64 modifications provides major insight into the underlying mechanisms driving the pathogenesis of COPD (Wright et al., 2008).

1.5.2.3 Limitations of CS models

One of the limitations of the CS exposure as an in vivo model is that there is currently no standardised method or protocol by which animals are exposed. There are many variations in how different groups expose animals, these include differences in strains or species used, different cigarettes used to generate smoke (commercial vs. research cigarettes), differences in the component of the smoke animals are exposed to (mainstream vs. sidestream), different delivery systems (whole body vs. nose-only) and most significantly the dose of smoke that is delivered to the animals. Variations in the dose of smoke delivered to the animals can be attributed to many design or mechanical factors in the various cigarette smoke exposure apparatus, however, the puff profile of each system may also vary. Many groups however, attempt to replicate the FTC (Federal Trade Commission) puff profile which suggests that smokers draw smoke for 2 seconds. Variations in the length of time air is drawn through a cigarette can affect the composition of the smoke generated as the temperature of the tip may vary. These differences make comparisons between findings of different research groups extremely difficult, although many groups have used different systems and reported similar findings (Vlahos et al., 2006; Morris et al., 2008). The protocol and dosing regimen developed here is similar to that of Morris et al., and produced similar results with 3 days of acute cigarette smoke exposure in C57BL/6 mice causing an increase in neutrophils peaking at 24 hours after challenge, followed later by macrophages (Morris et al, 2008).

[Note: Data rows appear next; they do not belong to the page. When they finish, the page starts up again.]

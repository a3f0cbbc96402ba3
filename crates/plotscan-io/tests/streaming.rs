//! Integration tests: serial sessions over scripted links, and the
//! dispatcher lanes end to end.

#![allow(clippy::unwrap_used, clippy::expect_used)]

use std::io;
use std::sync::{Arc, Mutex};
use std::time::Duration;

use image::{Rgb, RgbImage};
use plotscan_export::{CompileOptions, compile_svg};
use plotscan_io::{
    ArtifactStore, ChannelObserver, DispatchError, Dispatcher, FrameSlot, JobError, Lane, Link,
    PlotConfig, Progress, SessionOutcome, StreamConfig, StreamError, StreamEvents, compile_frame,
    executable_lines, stream,
};
use plotscan_pipeline::{Dimensions, ExtractConfig, PipelineConfig};

const TWO_PATHS: &str = r#"<svg xmlns="http://www.w3.org/2000/svg" width="20" height="20">
  <path d="M 0 0 10 0 10 10" fill="none" stroke="black"/>
  <path d="M 5 5 15 5" fill="none" stroke="black"/>
</svg>"#;

enum Reply {
    Line(&'static str),
    Silence,
    Fail,
}

/// In-memory link: records what was sent and answers each read with
/// `reply(commands_sent_so_far)`.
struct ScriptedLink<F> {
    sent: Arc<Mutex<Vec<String>>>,
    reply: F,
}

impl<F: FnMut(usize) -> Reply> ScriptedLink<F> {
    fn new(reply: F) -> (Self, Arc<Mutex<Vec<String>>>) {
        let sent = Arc::new(Mutex::new(Vec::new()));
        (
            Self {
                sent: Arc::clone(&sent),
                reply,
            },
            sent,
        )
    }
}

impl<F: FnMut(usize) -> Reply> Link for ScriptedLink<F> {
    fn send_line(&mut self, line: &str) -> io::Result<()> {
        self.sent.lock().unwrap().push(line.to_owned());
        Ok(())
    }

    fn read_ack(&mut self, _timeout: Duration) -> io::Result<Option<String>> {
        let count = self.sent.lock().unwrap().len();
        match (self.reply)(count) {
            Reply::Line(text) => Ok(Some(text.to_owned())),
            Reply::Silence => Ok(None),
            Reply::Fail => Err(io::Error::new(io::ErrorKind::BrokenPipe, "unplugged")),
        }
    }

    fn discard_input(&mut self) -> io::Result<()> {
        Ok(())
    }
}

fn fast_config() -> StreamConfig {
    StreamConfig {
        settle_delay: Duration::ZERO,
        ack_timeout: Duration::from_millis(50),
        ..StreamConfig::default()
    }
}

fn program() -> String {
    compile_svg(TWO_PATHS, &CompileOptions::default())
        .unwrap()
        .to_gcode()
}

fn progress_events(events: &StreamEvents) -> Vec<Progress> {
    events.progress.try_iter().collect()
}

#[test]
fn silent_device_times_out_after_first_command() {
    let (link, sent) = ScriptedLink::new(|_: usize| Reply::Silence);
    let (mut observer, events) = ChannelObserver::new();
    let program = program();

    let outcome = stream(link, &program, &fast_config(), &mut observer);

    assert_eq!(
        outcome,
        SessionOutcome::TimedOut {
            timeout: Duration::from_millis(50),
            line: 1,
            acknowledged: 0,
        }
    );
    assert_eq!(sent.lock().unwrap().len(), 1);
    assert_eq!(
        events.started.try_recv().unwrap(),
        executable_lines(&program).len()
    );
    assert!(progress_events(&events).is_empty());
    assert_eq!(
        events.timeout.try_iter().collect::<Vec<_>>(),
        vec!["Connection timed out after 0.05 seconds".to_owned()]
    );
    assert_eq!(events.stopped.try_iter().collect::<Vec<_>>(), vec![outcome]);
}

#[test]
fn every_acknowledged_command_reports_progress() {
    let (link, sent) = ScriptedLink::new(|_: usize| Reply::Line("ok"));
    let (mut observer, events) = ChannelObserver::new();
    let program = program();
    let total = executable_lines(&program).len();

    let outcome = stream(link, &program, &fast_config(), &mut observer);

    assert_eq!(outcome, SessionOutcome::Completed { acknowledged: total });
    assert_eq!(*sent.lock().unwrap(), executable_lines(&program));

    let progress = progress_events(&events);
    assert_eq!(progress.len(), total);
    assert!(progress.windows(2).all(|w| w[0].acknowledged < w[1].acknowledged));
    let last = progress.last().unwrap();
    assert_eq!(last.acknowledged, total);
    assert!((last.percent() - 100.0).abs() < 1e-9);

    assert!(events.timeout.try_recv().is_err());
    assert_eq!(events.stopped.try_iter().count(), 1);
}

#[test]
fn comments_and_blank_lines_are_never_sent() {
    let (link, sent) = ScriptedLink::new(|_: usize| Reply::Line("ok"));
    let (mut observer, events) = ChannelObserver::new();

    let outcome = stream(
        link,
        "; header only\n\nG21 ; mm\n   ;\nG0 X1 Y1\n",
        &fast_config(),
        &mut observer,
    );

    assert_eq!(outcome, SessionOutcome::Completed { acknowledged: 2 });
    assert_eq!(*sent.lock().unwrap(), vec!["G21", "G0 X1 Y1"]);
    assert_eq!(events.started.try_recv().unwrap(), 2);
}

#[test]
fn controller_errors_still_count_as_acknowledgements() {
    let (link, _sent) = ScriptedLink::new(|n: usize| {
        if n == 2 {
            Reply::Line("error:20")
        } else {
            Reply::Line("ok")
        }
    });
    let (mut observer, events) = ChannelObserver::new();

    let outcome = stream(link, "G21\nG5\nG90\n", &fast_config(), &mut observer);

    assert_eq!(outcome, SessionOutcome::Completed { acknowledged: 3 });
    assert_eq!(progress_events(&events).len(), 3);
}

#[test]
fn link_failure_ends_session_once() {
    let (link, sent) = ScriptedLink::new(|n: usize| {
        if n < 2 { Reply::Line("ok") } else { Reply::Fail }
    });
    let (mut observer, events) = ChannelObserver::new();

    let outcome = stream(link, "G21\nG90\nG0 X1\nG0 X2\n", &fast_config(), &mut observer);

    assert!(matches!(outcome, SessionOutcome::Failed { .. }));
    assert_eq!(sent.lock().unwrap().len(), 2);
    assert_eq!(progress_events(&events).len(), 1);
    assert!(events.timeout.try_recv().is_err());
    assert_eq!(events.stopped.try_iter().count(), 1);
}

#[test]
fn park_on_timeout_retracts_and_homes() {
    let (link, sent) = ScriptedLink::new(|n: usize| {
        if n == 1 { Reply::Line("ok") } else { Reply::Silence }
    });
    let (mut observer, _events) = ChannelObserver::new();
    let config = StreamConfig {
        park_on_timeout: true,
        ..fast_config()
    };

    let outcome = stream(
        link,
        "G0 X1\nG1 X2\nG0 Z5\nG0 X0 Y0\nG0 Z0\n",
        &config,
        &mut observer,
    );

    assert!(matches!(
        outcome,
        SessionOutcome::TimedOut {
            line: 2,
            acknowledged: 1,
            ..
        }
    ));
    assert_eq!(
        *sent.lock().unwrap(),
        vec!["G0 X1", "G1 X2", "G90", "G0 Z5", "G0 X0 Y0"]
    );
}

#[test]
fn park_never_replays_cutting_moves() {
    // The program ends mid-cut, with the tool down; parking must lift it
    // instead of repeating the last feeds.
    let (link, sent) = ScriptedLink::new(|_: usize| Reply::Silence);
    let (mut observer, _events) = ChannelObserver::new();
    let config = StreamConfig {
        park_on_timeout: true,
        park_clearance: 8.0,
        ..fast_config()
    };

    let outcome = stream(
        link,
        "G0 X1 Y1\nG1 Z-5 F1000\nG1 X2 Y2\nG1 X3 Y3\nG1 X4 Y4\n",
        &config,
        &mut observer,
    );

    assert!(matches!(outcome, SessionOutcome::TimedOut { line: 1, .. }));
    let sent = sent.lock().unwrap();
    assert_eq!(*sent, vec!["G0 X1 Y1", "G90", "G0 Z8", "G0 X0 Y0"]);
    assert!(sent.iter().all(|line| !line.starts_with("G1")));
}

fn dispatcher_config(dir: &std::path::Path) -> PlotConfig {
    PlotConfig {
        pipeline: PipelineConfig {
            extract: ExtractConfig {
                output: Dimensions::new(160, 120),
                ..ExtractConfig::default()
            },
            ..PipelineConfig::default()
        },
        stream: fast_config(),
        artifact_dir: dir.to_path_buf(),
        ..PlotConfig::default()
    }
}

/// A page on a dark desk with a dark diagonal stroke on it.
fn scene() -> RgbImage {
    let mut img = RgbImage::from_pixel(240, 180, Rgb([25, 25, 25]));
    for y in 30..150 {
        for x in 40..200 {
            img.put_pixel(x, y, Rgb([235, 235, 235]));
        }
    }
    for i in 0..80 {
        for t in 0..4 {
            img.put_pixel(80 + i, 60 + i / 2 + t, Rgb([30, 30, 30]));
        }
    }
    img
}

#[test]
fn dispatcher_compiles_frame_then_streams_it() {
    let dir = tempfile::TempDir::new().unwrap();
    let slot = Arc::new(FrameSlot::new());
    slot.publish(scene());
    let dispatcher = Dispatcher::new(&dispatcher_config(dir.path()), Arc::clone(&slot));

    let report = dispatcher.submit_compile().unwrap().join().unwrap().unwrap();
    assert_eq!(report.document_found, Some(true));
    assert!(report.paths > 0);
    assert!(report.svg_path.exists());
    let gcode = std::fs::read_to_string(&report.gcode_path).unwrap();
    let total = executable_lines(&gcode).len();

    let (link, sent) = ScriptedLink::new(|_: usize| Reply::Line("ok"));
    let (observer, events) = ChannelObserver::new();
    let outcome = dispatcher
        .submit_stream_with(move |_| Ok(link), observer)
        .unwrap()
        .join()
        .unwrap();

    assert_eq!(outcome, SessionOutcome::Completed { acknowledged: total });
    assert_eq!(sent.lock().unwrap().len(), total);
    assert_eq!(events.stopped.try_iter().count(), 1);
}

#[test]
fn unwritable_toolpath_keeps_previous_svg() {
    let dir = tempfile::TempDir::new().unwrap();
    let store = ArtifactStore::new(dir.path());
    store.write_svg("<svg/>").unwrap();
    // A directory in the toolpath's place makes the final rename fail.
    std::fs::create_dir_all(store.gcode_path().join("blocker")).unwrap();

    let config = dispatcher_config(dir.path());
    let result = compile_frame(&scene(), &config.pipeline, &config.compile, &store);

    assert!(matches!(result, Err(JobError::Artifact(_))));
    assert_eq!(store.read_svg().unwrap().as_deref(), Some("<svg/>"));
}

#[test]
fn second_stream_is_rejected_while_first_runs() {
    let dir = tempfile::TempDir::new().unwrap();
    let dispatcher = Dispatcher::new(&dispatcher_config(dir.path()), Arc::new(FrameSlot::new()));
    dispatcher.store().write_gcode(&program()).unwrap();

    // The first session blocks on its first acknowledgement until the
    // gate is dropped.
    let (gate_tx, gate_rx) = crossbeam_channel::bounded::<()>(0);
    let (link, _sent) = ScriptedLink::new(move |_: usize| {
        let _ = gate_rx.recv();
        Reply::Line("ok")
    });
    let (observer, events) = ChannelObserver::new();
    let first = dispatcher
        .submit_stream_with(move |_| Ok(link), observer)
        .unwrap();
    assert!(dispatcher.is_busy(Lane::Stream));

    let (other, _) = ChannelObserver::new();
    assert!(matches!(
        dispatcher.submit_stream_with(
            |_| Ok(ScriptedLink::new(|_: usize| Reply::Line("ok")).0),
            other
        ),
        Err(DispatchError::Busy(Lane::Stream))
    ));

    // Compiling while streaming is allowed.
    let compile = dispatcher.submit_compile().unwrap().join().unwrap();
    assert!(matches!(compile, Err(JobError::NoFrame)));

    drop(gate_tx);
    let outcome = first.join().unwrap();
    assert!(matches!(outcome, SessionOutcome::Completed { .. }));
    assert_eq!(events.started.try_iter().count(), 1);
    assert!(!dispatcher.is_busy(Lane::Stream));
}

#[test]
fn failed_open_reports_failure_without_starting() {
    let dir = tempfile::TempDir::new().unwrap();
    let dispatcher = Dispatcher::new(&dispatcher_config(dir.path()), Arc::new(FrameSlot::new()));
    dispatcher.store().write_gcode(&program()).unwrap();

    let (observer, events) = ChannelObserver::new();
    let outcome = dispatcher
        .submit_stream_with(
            |_| -> Result<ScriptedLink<fn(usize) -> Reply>, StreamError> {
                Err(StreamError::Open {
                    port: "/dev/ttyPLOT".to_owned(),
                    source: serialport::Error::new(
                        serialport::ErrorKind::NoDevice,
                        "no such device",
                    ),
                })
            },
            observer,
        )
        .unwrap()
        .join()
        .unwrap();

    assert!(matches!(outcome, SessionOutcome::Failed { .. }));
    assert!(events.started.try_recv().is_err());
    assert_eq!(events.stopped.try_iter().count(), 1);
}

65 Another limitation observed with CS models of inflammation is that the disease phenotype produced is typically mild, corresponding to GOLD I or II of human COPD (Hogg et al., 2004). Furthermore, most in vivo studies have examined a single aspect of COPD, such as inflammation, emphysema or mucus hypersecretion, but not the entire disease with all its features. This has the effect of making it difficult to model AECOPD as there is a lack of a comprehensive model of COPD. To address this problem, studies have begun to focus on factors that are associated with both COPD and AECOPD, and incorporate them in combination into experimental models (Gaschler et al., 2009; Kang et al., 2009)

Approximately 25% of smokers develop COPD, whilst 80% of COPD patients are smokers.

Therefore there is a portion of COPD patients who get COPD independently of smoking.

This model of COPD does not take into account patients who have a genetic predisposition to COPD development, or suffer from the disease as a result of alternative causative agents such as pollution. As models of CS exposure aim to replicate a complex disease that manifests itself over a long period of time, it is imperative to carefully interpret the data in order to provide insight into the mechanisms behind a very complex disease.